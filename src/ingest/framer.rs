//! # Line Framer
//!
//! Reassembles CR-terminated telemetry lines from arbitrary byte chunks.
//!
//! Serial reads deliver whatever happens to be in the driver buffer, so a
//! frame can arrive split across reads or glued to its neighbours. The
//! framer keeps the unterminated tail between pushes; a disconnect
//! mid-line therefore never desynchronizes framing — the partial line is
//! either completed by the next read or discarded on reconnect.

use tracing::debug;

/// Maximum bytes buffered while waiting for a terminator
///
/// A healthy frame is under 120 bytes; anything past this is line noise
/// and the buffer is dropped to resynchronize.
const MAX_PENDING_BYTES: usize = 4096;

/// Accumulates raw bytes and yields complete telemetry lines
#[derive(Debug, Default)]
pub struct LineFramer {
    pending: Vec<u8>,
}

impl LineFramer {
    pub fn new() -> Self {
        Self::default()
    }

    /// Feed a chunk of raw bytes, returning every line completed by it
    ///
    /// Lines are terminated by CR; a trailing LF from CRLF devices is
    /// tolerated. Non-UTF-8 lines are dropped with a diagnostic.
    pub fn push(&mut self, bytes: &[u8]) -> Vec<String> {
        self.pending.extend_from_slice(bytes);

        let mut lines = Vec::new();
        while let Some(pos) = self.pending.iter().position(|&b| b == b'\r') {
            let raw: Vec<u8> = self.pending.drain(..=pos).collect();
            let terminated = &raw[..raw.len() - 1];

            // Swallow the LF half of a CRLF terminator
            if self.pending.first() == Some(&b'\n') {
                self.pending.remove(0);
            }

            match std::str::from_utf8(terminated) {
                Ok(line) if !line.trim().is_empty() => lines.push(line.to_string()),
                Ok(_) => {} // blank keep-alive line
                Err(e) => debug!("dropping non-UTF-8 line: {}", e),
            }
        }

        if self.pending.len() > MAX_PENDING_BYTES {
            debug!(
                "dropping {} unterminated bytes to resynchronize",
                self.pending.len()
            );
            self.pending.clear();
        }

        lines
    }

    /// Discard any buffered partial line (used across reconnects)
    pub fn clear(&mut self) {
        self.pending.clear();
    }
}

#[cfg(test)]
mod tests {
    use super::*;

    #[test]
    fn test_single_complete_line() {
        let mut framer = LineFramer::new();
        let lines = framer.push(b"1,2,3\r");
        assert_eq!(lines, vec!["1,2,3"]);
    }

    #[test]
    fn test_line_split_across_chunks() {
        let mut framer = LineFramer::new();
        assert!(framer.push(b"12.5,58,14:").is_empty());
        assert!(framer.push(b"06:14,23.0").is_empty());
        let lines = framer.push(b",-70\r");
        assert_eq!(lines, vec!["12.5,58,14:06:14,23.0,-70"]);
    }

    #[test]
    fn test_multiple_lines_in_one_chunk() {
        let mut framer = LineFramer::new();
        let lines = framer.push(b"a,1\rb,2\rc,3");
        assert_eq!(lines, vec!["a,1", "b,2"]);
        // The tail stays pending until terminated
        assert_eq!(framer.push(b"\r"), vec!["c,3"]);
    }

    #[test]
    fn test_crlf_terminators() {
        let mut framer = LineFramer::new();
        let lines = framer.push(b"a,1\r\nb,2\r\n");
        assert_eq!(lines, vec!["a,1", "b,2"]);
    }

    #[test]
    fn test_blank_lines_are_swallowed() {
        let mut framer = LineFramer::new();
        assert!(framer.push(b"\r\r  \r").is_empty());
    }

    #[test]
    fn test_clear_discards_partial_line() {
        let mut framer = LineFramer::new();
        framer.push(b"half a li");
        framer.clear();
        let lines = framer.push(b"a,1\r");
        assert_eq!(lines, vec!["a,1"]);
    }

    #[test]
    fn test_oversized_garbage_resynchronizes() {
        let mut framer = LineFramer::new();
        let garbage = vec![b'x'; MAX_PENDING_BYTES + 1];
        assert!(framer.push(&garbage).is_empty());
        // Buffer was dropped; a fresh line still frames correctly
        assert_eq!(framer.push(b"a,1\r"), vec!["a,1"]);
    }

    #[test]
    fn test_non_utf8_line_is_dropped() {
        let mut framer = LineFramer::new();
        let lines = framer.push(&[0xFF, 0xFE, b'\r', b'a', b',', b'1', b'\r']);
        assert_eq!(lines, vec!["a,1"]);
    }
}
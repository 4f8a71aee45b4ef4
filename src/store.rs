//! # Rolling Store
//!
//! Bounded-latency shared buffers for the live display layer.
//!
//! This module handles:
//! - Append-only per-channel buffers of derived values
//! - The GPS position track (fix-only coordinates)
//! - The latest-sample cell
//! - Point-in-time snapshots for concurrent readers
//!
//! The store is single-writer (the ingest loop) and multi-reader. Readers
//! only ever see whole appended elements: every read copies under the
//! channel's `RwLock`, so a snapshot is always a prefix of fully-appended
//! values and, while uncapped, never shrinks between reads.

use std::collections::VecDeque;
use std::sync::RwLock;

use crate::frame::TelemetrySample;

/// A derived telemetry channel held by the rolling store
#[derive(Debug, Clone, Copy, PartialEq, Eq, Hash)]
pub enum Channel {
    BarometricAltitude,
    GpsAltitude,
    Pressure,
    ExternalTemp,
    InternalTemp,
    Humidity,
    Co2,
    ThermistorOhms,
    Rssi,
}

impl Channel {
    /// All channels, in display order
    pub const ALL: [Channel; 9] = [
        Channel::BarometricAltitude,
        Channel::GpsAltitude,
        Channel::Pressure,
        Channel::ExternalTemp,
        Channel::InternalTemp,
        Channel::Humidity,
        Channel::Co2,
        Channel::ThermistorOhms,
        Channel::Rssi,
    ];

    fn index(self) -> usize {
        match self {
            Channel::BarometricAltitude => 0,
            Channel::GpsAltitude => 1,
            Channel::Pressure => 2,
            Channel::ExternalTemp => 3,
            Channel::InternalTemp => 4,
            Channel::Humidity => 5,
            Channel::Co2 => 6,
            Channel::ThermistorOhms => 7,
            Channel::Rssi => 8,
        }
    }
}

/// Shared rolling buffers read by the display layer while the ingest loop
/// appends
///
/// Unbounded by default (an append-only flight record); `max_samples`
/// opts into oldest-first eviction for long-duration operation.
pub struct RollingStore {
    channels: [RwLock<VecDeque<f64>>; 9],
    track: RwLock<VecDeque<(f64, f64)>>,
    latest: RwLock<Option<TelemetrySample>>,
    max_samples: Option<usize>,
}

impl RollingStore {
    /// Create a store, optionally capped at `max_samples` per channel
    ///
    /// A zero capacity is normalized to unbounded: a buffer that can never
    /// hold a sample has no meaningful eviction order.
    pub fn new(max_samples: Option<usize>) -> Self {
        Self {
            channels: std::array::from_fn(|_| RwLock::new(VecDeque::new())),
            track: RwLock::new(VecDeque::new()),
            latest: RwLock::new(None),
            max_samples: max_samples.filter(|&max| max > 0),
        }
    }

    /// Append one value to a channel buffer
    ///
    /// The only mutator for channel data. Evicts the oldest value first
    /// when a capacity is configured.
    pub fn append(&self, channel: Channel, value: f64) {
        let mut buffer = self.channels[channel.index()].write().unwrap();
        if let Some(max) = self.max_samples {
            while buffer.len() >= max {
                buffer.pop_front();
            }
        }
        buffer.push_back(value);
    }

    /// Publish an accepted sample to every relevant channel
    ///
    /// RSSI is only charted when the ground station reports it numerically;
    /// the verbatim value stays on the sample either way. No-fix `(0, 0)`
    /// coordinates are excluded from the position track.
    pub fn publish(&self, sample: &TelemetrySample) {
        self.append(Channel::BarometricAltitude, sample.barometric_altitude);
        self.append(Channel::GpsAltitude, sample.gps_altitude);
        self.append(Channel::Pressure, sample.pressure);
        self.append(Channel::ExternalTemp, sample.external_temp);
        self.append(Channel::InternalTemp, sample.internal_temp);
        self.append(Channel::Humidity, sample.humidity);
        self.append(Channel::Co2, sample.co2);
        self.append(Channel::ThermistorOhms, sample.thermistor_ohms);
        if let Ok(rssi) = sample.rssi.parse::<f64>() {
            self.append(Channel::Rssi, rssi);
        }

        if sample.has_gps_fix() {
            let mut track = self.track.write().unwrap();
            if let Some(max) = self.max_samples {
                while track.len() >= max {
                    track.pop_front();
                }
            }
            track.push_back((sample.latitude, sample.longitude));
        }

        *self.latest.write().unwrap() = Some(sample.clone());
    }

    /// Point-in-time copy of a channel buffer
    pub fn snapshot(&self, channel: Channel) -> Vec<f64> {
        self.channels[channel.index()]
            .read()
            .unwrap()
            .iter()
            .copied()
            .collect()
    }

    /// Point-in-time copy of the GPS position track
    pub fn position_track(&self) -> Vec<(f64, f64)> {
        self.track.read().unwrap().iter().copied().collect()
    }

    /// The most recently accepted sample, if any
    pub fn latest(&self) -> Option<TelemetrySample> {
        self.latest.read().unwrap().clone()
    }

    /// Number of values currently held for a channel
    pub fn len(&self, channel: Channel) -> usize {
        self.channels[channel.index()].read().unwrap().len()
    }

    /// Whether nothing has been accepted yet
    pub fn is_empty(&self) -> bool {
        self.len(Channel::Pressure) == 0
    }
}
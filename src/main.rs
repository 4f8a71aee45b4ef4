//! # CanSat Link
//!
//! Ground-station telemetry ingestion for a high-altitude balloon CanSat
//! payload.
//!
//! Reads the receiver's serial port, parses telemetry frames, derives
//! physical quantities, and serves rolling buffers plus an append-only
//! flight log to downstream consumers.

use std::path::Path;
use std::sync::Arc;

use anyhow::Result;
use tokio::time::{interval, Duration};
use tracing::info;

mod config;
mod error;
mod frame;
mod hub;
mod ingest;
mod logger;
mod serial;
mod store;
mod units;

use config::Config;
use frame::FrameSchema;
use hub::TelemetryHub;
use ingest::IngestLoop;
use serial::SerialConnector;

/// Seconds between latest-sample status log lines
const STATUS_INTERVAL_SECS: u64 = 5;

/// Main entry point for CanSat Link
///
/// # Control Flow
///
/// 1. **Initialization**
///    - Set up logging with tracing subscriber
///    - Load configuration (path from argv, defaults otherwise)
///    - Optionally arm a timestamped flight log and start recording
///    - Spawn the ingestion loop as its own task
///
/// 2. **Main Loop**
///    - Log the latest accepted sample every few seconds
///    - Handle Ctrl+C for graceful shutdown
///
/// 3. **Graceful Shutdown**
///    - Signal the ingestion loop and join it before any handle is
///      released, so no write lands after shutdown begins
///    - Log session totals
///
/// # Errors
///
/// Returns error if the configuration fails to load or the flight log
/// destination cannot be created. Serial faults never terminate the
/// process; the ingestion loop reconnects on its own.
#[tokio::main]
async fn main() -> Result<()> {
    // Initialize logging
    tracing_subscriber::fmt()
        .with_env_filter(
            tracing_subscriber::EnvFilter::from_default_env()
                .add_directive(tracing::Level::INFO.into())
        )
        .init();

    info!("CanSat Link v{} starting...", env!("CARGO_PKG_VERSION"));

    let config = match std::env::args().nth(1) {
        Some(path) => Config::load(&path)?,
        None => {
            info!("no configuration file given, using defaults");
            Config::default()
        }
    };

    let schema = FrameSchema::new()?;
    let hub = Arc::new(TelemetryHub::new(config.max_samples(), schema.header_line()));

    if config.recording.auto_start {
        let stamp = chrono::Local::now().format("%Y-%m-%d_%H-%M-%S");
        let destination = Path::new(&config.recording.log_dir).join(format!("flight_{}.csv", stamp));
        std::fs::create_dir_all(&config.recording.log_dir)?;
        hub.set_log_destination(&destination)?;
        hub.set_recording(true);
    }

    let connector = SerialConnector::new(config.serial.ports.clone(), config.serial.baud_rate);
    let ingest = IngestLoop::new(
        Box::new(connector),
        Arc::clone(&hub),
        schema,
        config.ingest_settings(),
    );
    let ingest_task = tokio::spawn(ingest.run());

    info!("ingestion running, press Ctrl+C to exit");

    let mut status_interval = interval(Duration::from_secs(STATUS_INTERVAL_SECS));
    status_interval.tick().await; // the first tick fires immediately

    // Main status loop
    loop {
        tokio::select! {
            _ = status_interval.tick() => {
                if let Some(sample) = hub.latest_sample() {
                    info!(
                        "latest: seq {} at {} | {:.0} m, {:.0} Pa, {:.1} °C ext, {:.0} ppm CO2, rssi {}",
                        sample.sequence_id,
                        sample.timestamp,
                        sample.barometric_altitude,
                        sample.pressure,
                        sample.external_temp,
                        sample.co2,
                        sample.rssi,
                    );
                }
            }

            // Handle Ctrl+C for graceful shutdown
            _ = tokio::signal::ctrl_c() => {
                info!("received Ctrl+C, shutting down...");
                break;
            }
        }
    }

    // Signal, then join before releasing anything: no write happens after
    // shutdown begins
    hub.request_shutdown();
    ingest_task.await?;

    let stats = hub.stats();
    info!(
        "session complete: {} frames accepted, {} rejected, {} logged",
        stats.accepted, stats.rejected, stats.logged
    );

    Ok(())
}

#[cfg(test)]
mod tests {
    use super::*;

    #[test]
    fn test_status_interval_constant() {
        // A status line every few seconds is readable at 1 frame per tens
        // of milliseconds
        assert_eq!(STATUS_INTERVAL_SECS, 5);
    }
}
---
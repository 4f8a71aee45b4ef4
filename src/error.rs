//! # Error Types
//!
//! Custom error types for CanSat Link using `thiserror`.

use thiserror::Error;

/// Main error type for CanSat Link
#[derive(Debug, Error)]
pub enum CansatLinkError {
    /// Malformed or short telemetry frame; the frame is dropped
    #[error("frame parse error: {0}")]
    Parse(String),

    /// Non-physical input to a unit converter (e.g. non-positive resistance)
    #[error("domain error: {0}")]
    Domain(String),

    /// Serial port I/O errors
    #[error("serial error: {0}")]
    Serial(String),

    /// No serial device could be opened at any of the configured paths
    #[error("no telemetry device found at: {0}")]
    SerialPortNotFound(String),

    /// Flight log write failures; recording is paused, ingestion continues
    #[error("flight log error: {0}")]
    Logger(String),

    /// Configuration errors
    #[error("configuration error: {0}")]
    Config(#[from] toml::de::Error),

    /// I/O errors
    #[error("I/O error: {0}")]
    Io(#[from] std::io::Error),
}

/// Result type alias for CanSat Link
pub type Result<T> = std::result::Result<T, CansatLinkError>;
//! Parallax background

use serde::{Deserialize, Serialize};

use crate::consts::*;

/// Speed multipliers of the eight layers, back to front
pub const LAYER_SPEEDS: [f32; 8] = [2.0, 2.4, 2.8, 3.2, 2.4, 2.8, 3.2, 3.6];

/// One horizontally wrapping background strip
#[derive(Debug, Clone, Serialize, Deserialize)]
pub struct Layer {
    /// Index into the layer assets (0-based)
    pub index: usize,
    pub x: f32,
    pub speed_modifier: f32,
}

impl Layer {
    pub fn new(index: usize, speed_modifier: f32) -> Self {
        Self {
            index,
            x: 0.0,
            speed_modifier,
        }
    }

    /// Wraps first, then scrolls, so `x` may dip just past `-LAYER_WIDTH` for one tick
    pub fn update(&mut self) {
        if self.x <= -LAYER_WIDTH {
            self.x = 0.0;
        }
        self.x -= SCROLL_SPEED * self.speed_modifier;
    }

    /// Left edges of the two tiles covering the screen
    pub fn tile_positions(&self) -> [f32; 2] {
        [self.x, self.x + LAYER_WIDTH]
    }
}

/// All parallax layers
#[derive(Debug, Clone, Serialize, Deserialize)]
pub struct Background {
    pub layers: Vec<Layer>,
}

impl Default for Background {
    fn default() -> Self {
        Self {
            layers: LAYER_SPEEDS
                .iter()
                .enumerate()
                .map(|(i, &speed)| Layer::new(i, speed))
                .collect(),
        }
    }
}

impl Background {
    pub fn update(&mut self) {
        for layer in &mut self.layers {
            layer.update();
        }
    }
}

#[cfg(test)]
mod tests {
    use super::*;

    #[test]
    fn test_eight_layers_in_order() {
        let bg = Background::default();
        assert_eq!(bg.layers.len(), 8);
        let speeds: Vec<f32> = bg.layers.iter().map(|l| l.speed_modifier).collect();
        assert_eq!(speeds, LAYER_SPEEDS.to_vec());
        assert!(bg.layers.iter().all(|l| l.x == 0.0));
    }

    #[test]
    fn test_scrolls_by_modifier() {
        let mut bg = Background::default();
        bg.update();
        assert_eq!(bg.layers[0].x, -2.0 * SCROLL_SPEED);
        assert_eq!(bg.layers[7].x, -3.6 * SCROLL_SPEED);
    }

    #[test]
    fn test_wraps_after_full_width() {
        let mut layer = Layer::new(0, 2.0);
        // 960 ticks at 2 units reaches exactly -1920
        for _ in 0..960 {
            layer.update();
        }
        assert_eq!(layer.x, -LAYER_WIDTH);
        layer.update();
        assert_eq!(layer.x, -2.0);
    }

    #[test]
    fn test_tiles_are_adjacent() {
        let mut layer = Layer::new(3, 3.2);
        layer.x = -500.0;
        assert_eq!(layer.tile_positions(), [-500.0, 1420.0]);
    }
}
---
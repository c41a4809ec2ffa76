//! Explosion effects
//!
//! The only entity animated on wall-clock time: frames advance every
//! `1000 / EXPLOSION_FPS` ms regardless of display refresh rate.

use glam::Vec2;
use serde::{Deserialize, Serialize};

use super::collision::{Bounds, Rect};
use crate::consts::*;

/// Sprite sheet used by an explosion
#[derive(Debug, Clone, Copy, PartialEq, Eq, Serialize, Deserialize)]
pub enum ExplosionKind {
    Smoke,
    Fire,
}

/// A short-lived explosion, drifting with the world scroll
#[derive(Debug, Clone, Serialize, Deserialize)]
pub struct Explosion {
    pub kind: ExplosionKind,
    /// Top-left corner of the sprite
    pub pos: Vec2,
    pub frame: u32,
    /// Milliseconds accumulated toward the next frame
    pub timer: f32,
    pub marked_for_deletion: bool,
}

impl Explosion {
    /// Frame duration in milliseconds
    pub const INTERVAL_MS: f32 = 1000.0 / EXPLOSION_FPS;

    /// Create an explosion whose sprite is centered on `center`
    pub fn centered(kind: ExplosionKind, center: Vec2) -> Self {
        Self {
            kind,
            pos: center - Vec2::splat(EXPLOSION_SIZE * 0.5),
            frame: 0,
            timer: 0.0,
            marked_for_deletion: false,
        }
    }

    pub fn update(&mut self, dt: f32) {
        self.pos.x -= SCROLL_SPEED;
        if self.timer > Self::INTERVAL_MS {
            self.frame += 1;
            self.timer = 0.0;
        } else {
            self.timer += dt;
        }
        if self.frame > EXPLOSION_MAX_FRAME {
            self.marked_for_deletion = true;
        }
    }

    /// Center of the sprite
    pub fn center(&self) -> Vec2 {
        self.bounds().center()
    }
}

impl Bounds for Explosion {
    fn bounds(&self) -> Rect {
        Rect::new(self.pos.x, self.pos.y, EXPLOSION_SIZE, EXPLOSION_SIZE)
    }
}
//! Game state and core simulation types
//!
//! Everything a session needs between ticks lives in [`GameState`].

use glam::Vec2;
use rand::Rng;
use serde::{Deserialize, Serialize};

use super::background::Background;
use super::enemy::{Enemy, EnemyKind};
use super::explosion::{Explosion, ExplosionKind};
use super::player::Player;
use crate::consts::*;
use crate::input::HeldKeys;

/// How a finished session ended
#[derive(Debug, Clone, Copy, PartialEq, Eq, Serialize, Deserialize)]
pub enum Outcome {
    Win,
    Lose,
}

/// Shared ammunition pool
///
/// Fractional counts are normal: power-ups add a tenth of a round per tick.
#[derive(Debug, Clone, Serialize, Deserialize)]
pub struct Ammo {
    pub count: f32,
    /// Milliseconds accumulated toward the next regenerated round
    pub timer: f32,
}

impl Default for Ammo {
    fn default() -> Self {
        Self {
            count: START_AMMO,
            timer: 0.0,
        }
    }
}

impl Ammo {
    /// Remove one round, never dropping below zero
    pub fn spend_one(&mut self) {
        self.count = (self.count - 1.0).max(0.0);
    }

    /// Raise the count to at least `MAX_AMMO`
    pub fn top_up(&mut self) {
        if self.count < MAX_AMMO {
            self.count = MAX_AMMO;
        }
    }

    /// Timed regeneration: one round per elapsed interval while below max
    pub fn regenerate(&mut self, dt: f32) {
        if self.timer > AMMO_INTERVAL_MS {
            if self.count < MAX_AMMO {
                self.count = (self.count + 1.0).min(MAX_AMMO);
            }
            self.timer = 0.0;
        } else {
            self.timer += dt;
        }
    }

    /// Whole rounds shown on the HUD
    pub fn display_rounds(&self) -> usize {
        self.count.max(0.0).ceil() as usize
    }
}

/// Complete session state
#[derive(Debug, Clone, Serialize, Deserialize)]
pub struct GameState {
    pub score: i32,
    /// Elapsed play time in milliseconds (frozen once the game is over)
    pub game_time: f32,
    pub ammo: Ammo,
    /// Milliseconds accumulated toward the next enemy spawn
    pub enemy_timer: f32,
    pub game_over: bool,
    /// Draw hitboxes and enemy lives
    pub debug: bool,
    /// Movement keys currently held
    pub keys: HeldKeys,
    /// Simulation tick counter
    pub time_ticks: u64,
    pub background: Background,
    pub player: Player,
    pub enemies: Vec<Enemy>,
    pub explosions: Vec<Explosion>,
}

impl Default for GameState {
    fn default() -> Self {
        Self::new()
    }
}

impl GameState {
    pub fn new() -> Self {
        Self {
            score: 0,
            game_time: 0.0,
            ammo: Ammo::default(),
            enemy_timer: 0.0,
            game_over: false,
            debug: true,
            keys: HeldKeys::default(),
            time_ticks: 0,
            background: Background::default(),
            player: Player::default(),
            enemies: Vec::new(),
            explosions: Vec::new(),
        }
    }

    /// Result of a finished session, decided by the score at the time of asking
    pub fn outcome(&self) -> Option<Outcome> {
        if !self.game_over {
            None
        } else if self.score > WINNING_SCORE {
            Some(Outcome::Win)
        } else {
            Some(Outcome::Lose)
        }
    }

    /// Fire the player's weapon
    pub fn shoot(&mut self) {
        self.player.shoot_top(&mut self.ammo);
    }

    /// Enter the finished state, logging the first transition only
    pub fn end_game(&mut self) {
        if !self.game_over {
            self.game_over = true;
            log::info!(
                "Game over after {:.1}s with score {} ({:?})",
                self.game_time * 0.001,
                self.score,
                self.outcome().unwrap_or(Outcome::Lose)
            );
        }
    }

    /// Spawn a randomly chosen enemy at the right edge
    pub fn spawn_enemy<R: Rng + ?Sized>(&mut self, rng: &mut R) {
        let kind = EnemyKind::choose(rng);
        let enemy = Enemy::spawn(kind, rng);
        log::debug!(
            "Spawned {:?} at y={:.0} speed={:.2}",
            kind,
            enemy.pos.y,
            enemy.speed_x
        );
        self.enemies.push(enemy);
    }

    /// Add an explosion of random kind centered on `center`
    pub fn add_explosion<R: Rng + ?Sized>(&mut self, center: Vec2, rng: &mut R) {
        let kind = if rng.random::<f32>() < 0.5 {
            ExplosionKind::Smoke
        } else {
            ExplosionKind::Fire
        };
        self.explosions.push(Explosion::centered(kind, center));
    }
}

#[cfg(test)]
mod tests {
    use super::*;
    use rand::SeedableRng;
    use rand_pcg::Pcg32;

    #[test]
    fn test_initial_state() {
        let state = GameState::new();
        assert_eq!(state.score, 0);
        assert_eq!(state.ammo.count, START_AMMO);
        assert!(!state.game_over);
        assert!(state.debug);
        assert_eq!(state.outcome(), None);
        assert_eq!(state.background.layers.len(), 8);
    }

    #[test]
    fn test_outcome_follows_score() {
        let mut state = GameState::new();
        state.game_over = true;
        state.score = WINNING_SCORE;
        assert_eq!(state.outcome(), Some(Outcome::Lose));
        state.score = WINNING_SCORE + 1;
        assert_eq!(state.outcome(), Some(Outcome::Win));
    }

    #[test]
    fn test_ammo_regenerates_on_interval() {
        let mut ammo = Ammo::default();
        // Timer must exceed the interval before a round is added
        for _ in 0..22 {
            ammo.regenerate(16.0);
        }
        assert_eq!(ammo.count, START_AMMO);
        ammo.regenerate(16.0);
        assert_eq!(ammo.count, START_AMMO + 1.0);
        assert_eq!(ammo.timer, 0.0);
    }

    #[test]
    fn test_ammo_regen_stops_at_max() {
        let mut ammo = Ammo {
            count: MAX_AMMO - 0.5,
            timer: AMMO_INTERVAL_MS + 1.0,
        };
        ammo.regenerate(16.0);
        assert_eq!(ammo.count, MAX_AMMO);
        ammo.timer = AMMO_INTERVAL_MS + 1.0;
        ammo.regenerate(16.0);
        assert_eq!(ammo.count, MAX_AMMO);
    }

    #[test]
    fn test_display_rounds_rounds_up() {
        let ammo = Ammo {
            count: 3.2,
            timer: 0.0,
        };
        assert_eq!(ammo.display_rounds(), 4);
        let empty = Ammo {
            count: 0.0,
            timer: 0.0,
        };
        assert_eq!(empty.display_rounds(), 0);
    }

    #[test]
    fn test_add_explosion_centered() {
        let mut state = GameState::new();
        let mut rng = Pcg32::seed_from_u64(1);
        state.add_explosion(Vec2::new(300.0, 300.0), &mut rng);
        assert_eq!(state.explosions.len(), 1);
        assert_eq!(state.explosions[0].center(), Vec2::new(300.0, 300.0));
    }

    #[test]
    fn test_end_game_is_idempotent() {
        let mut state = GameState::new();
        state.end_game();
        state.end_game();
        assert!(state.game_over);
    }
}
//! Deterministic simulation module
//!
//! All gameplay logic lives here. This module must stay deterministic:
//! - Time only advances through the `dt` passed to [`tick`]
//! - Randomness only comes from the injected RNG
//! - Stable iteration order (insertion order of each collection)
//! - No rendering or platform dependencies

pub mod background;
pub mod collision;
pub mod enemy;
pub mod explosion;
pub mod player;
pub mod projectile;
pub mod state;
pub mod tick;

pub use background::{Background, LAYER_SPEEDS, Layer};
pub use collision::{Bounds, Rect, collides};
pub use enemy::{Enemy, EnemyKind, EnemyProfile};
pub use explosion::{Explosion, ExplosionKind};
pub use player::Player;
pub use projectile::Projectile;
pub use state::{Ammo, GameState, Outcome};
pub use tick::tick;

● **Problem details**: State the number of lines in the preceding data that contain the word "under", and nothing besides.

● **Output for this exercise**: 2